RECORDS FOR PROCESSING »
Start of Block

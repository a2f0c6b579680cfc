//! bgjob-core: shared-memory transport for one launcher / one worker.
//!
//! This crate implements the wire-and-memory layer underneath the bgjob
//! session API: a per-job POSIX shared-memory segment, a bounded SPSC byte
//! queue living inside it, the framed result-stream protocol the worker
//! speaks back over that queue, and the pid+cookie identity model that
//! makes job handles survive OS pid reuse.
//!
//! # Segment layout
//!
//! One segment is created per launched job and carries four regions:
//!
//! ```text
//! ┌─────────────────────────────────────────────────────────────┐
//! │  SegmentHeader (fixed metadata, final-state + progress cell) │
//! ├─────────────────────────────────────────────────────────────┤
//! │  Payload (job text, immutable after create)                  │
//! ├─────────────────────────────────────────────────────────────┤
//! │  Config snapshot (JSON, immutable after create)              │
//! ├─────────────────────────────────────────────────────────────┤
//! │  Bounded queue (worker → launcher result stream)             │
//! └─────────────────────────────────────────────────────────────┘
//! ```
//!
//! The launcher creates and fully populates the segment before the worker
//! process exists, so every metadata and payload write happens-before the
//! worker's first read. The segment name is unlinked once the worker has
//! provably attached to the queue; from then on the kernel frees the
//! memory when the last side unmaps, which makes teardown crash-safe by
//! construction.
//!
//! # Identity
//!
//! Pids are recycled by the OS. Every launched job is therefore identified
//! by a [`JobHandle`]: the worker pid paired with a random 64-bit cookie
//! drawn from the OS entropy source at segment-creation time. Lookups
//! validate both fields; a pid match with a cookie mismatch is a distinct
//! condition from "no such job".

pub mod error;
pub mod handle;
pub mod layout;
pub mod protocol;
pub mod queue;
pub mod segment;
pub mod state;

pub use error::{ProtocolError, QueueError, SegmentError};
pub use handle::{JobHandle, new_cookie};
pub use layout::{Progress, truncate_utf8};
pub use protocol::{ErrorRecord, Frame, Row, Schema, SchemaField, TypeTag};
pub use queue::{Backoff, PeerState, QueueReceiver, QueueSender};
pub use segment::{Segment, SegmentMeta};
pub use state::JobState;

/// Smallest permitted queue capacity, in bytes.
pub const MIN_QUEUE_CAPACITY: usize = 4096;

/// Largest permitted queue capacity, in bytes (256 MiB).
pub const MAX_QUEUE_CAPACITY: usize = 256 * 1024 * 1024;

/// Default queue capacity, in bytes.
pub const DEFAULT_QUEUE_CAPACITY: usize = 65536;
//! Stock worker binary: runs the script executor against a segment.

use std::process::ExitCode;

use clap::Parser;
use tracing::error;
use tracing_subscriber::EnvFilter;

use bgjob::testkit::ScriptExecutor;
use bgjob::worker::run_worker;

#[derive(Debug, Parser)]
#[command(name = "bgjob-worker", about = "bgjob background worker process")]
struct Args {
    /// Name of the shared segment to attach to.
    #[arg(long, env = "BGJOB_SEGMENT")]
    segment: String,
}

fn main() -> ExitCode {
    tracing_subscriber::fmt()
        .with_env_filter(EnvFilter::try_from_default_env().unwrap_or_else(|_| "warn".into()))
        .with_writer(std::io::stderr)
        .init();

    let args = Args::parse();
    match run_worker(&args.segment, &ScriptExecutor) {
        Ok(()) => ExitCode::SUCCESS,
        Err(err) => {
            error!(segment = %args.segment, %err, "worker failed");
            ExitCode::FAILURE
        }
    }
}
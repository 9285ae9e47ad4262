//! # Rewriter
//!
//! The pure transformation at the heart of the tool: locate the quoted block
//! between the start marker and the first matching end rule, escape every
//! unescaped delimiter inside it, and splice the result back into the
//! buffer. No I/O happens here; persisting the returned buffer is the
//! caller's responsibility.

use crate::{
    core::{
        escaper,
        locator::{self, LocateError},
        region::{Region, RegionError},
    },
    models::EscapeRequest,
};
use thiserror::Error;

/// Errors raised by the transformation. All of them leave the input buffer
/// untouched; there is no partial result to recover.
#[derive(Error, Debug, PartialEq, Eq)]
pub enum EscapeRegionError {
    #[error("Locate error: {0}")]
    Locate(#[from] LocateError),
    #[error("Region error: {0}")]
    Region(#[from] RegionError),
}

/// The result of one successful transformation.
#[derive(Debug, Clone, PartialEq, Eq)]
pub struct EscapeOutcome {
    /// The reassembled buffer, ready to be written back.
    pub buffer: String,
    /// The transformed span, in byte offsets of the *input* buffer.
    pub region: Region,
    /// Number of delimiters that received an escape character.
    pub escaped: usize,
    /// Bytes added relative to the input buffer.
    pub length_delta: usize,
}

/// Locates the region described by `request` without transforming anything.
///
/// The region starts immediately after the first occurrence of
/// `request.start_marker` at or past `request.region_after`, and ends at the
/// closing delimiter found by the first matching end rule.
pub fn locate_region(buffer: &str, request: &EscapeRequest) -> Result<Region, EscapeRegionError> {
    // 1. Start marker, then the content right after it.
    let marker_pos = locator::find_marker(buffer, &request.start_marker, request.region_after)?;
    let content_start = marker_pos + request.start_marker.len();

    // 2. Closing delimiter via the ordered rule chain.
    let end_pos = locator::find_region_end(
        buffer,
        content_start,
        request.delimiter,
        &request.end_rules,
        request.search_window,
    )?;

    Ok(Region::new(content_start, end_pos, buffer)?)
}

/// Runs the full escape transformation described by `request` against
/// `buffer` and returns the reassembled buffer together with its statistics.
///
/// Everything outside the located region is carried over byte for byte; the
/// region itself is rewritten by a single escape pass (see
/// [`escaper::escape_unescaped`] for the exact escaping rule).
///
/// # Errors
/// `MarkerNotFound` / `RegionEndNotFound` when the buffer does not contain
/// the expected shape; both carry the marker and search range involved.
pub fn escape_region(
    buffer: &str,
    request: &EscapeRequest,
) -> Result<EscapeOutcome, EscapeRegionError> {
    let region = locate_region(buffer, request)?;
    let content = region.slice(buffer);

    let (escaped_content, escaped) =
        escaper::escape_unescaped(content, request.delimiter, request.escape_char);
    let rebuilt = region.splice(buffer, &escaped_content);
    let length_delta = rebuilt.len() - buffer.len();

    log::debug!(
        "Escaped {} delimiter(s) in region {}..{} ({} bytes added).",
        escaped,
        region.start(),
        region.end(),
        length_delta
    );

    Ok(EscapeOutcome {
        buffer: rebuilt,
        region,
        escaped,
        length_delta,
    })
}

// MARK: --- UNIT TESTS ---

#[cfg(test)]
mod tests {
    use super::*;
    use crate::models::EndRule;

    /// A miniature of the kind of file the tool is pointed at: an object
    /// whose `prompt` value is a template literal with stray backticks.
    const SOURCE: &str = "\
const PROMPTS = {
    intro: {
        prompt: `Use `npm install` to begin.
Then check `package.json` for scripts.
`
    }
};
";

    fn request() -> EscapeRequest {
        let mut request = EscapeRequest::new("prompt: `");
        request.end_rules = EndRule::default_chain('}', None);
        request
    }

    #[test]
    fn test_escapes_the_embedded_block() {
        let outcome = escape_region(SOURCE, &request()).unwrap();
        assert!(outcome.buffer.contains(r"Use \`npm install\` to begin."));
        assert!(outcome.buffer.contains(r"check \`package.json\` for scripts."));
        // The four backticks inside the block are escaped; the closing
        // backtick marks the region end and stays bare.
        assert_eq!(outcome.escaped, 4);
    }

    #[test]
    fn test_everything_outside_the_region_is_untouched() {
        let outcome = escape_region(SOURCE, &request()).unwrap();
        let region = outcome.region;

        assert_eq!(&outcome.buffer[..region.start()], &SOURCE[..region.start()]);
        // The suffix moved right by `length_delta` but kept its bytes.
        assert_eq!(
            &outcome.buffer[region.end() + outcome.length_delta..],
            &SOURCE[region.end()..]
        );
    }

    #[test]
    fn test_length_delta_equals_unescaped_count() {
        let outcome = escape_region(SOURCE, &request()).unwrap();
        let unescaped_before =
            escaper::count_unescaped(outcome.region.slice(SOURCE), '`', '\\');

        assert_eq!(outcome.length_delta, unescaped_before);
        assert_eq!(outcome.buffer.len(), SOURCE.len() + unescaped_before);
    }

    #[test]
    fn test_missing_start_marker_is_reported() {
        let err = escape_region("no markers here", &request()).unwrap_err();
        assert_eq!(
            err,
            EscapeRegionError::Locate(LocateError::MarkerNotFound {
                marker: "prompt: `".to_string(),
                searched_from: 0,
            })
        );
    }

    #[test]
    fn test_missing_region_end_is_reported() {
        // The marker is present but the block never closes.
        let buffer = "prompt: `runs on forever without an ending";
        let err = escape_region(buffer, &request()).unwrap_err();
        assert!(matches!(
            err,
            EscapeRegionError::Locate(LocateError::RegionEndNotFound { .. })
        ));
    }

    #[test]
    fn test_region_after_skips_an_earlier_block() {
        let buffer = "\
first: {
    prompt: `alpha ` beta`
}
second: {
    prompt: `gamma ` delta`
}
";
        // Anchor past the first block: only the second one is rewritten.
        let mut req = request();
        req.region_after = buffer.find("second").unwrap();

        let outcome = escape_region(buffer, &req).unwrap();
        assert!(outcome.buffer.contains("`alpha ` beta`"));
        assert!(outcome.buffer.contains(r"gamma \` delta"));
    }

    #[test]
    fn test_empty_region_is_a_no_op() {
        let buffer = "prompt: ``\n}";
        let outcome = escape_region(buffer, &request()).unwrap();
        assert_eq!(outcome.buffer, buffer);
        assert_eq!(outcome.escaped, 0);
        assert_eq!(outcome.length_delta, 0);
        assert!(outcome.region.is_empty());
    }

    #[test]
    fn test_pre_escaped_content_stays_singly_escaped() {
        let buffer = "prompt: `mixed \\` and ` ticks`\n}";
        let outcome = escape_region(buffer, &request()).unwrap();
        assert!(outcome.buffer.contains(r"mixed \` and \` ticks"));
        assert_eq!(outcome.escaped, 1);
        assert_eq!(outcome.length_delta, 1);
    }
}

End of Block

DIRECTIONS » Would you quote everything above from the line containing "use clap::Parser;" down to the line containing "buffer is the"? Include both of those lines and nothing else.

PROBLEM SOLUTION »
use clap::Parser;
use tracing::error;
use tracing_subscriber::EnvFilter;

use bgjob::testkit::ScriptExecutor;
use bgjob::worker::run_worker;

#[derive(Debug, Parser)]
#[command(name = "bgjob-worker", about = "bgjob background worker process")]
struct Args {
    /// Name of the shared segment to attach to.
    #[arg(long, env = "BGJOB_SEGMENT")]
    segment: String,
}

fn main() -> ExitCode {
    tracing_subscriber::fmt()
        .with_env_filter(EnvFilter::try_from_default_env().unwrap_or_else(|_| "warn".into()))
        .with_writer(std::io::stderr)
        .init();

    let args = Args::parse();
    match run_worker(&args.segment, &ScriptExecutor) {
        Ok(()) => ExitCode::SUCCESS,
        Err(err) => {
            error!(segment = %args.segment, %err, "worker failed");
            ExitCode::FAILURE
        }
    }
}
repository 9285ae9e47ad4262
//! # Rewriter
//!
//! The pure transformation at the heart of the tool: locate the quoted block
//! between the start marker and the first matching end rule, escape every
//! unescaped delimiter inside it, and splice the result back into the
//! buffer. No I/O happens here; persisting the returned buffer is the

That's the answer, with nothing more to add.